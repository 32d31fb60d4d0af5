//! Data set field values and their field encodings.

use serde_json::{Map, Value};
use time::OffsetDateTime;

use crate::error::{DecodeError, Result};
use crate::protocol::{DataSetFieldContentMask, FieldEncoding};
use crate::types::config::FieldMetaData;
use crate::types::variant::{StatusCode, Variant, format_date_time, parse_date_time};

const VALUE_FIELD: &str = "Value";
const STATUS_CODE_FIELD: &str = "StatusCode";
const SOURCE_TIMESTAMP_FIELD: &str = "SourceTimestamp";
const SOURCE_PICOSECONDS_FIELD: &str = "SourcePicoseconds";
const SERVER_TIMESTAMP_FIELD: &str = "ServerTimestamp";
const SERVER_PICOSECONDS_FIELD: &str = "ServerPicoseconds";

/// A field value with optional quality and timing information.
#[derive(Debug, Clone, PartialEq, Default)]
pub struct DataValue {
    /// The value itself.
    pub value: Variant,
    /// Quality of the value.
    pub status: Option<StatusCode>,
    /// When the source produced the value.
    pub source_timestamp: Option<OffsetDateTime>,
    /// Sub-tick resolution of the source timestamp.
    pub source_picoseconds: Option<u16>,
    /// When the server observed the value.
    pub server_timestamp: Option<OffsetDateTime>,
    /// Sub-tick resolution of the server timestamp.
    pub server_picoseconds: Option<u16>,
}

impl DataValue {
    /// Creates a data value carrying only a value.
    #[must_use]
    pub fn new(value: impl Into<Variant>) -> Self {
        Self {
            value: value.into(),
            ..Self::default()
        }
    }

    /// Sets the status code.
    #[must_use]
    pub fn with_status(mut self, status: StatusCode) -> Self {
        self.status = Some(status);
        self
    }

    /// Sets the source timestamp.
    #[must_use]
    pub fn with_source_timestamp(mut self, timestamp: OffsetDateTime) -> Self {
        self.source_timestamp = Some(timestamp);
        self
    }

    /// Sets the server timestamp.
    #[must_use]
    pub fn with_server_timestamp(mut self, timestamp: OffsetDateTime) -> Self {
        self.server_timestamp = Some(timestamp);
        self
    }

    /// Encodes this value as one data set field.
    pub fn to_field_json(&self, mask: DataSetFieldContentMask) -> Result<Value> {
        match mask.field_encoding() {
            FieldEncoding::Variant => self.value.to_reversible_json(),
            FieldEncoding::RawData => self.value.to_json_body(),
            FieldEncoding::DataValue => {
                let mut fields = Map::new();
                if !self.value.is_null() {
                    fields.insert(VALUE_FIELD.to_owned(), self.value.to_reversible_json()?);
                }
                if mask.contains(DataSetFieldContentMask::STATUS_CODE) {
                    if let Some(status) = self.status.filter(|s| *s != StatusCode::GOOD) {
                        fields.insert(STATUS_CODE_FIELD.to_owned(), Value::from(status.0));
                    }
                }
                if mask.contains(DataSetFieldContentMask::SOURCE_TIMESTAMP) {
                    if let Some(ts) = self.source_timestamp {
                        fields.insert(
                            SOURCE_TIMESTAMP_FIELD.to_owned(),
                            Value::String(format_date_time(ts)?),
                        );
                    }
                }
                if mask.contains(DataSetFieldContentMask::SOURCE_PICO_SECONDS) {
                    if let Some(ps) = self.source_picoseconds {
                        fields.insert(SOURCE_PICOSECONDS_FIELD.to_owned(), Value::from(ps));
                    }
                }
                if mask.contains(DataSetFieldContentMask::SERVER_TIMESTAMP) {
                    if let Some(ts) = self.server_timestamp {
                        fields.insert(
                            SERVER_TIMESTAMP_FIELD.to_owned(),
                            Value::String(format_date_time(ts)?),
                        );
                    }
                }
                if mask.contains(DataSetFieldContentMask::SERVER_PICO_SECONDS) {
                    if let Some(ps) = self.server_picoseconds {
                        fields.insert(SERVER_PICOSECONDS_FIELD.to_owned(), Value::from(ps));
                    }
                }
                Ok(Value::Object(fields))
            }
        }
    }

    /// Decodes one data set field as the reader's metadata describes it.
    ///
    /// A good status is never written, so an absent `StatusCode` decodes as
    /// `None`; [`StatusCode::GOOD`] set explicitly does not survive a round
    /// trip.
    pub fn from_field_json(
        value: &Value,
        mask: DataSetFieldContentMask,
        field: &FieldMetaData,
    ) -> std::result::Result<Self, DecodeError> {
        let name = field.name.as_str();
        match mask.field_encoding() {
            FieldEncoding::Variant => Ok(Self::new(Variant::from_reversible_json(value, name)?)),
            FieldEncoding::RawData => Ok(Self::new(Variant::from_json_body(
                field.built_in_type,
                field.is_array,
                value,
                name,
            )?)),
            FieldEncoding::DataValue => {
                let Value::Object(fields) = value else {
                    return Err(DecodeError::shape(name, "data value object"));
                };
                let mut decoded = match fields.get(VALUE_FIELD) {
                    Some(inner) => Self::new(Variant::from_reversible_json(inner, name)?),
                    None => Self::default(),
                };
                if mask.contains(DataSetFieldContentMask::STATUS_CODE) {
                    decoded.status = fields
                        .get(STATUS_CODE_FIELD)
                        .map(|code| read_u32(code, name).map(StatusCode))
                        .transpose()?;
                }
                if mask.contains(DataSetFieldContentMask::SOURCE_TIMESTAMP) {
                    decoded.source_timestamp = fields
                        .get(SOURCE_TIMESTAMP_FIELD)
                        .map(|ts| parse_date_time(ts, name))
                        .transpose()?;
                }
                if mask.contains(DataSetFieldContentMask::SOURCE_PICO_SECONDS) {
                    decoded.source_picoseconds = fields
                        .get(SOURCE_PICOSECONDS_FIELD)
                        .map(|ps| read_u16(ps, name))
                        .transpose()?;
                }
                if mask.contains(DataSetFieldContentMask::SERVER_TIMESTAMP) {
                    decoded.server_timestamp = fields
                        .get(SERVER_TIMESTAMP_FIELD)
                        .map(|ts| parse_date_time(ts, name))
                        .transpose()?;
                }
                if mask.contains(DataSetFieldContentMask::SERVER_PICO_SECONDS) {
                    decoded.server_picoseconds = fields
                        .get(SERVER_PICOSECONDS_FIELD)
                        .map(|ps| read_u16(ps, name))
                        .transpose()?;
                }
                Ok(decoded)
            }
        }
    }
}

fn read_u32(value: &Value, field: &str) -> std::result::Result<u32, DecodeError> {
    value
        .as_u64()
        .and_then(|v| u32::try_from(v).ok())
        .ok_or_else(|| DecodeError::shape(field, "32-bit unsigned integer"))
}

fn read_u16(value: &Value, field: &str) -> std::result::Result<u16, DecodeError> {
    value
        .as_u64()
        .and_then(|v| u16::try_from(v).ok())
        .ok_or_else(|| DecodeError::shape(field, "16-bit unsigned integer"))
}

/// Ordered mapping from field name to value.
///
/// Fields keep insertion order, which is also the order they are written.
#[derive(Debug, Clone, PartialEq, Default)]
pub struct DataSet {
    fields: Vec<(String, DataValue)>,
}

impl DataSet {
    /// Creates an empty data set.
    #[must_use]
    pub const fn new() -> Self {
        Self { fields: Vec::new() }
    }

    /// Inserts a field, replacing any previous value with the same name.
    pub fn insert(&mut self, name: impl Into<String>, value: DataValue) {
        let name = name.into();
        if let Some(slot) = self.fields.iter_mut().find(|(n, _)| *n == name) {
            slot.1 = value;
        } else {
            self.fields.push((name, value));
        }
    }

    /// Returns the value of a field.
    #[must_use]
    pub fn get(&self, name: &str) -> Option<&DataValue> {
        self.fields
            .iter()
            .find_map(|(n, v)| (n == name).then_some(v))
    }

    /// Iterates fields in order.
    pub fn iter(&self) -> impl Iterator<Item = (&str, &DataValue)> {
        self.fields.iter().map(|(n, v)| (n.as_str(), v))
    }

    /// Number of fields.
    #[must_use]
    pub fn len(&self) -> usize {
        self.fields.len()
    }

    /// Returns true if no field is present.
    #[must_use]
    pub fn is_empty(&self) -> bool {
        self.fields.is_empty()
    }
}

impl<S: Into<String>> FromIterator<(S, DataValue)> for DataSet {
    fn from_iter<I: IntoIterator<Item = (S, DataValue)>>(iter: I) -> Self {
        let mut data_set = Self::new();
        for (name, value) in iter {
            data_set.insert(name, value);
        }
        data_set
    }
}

----

- [Task] Within the listing above, find every line containing the string "FieldMetaData" and return it.

- [Written answer]
use crate::types::config::FieldMetaData;
        field: &FieldMetaData,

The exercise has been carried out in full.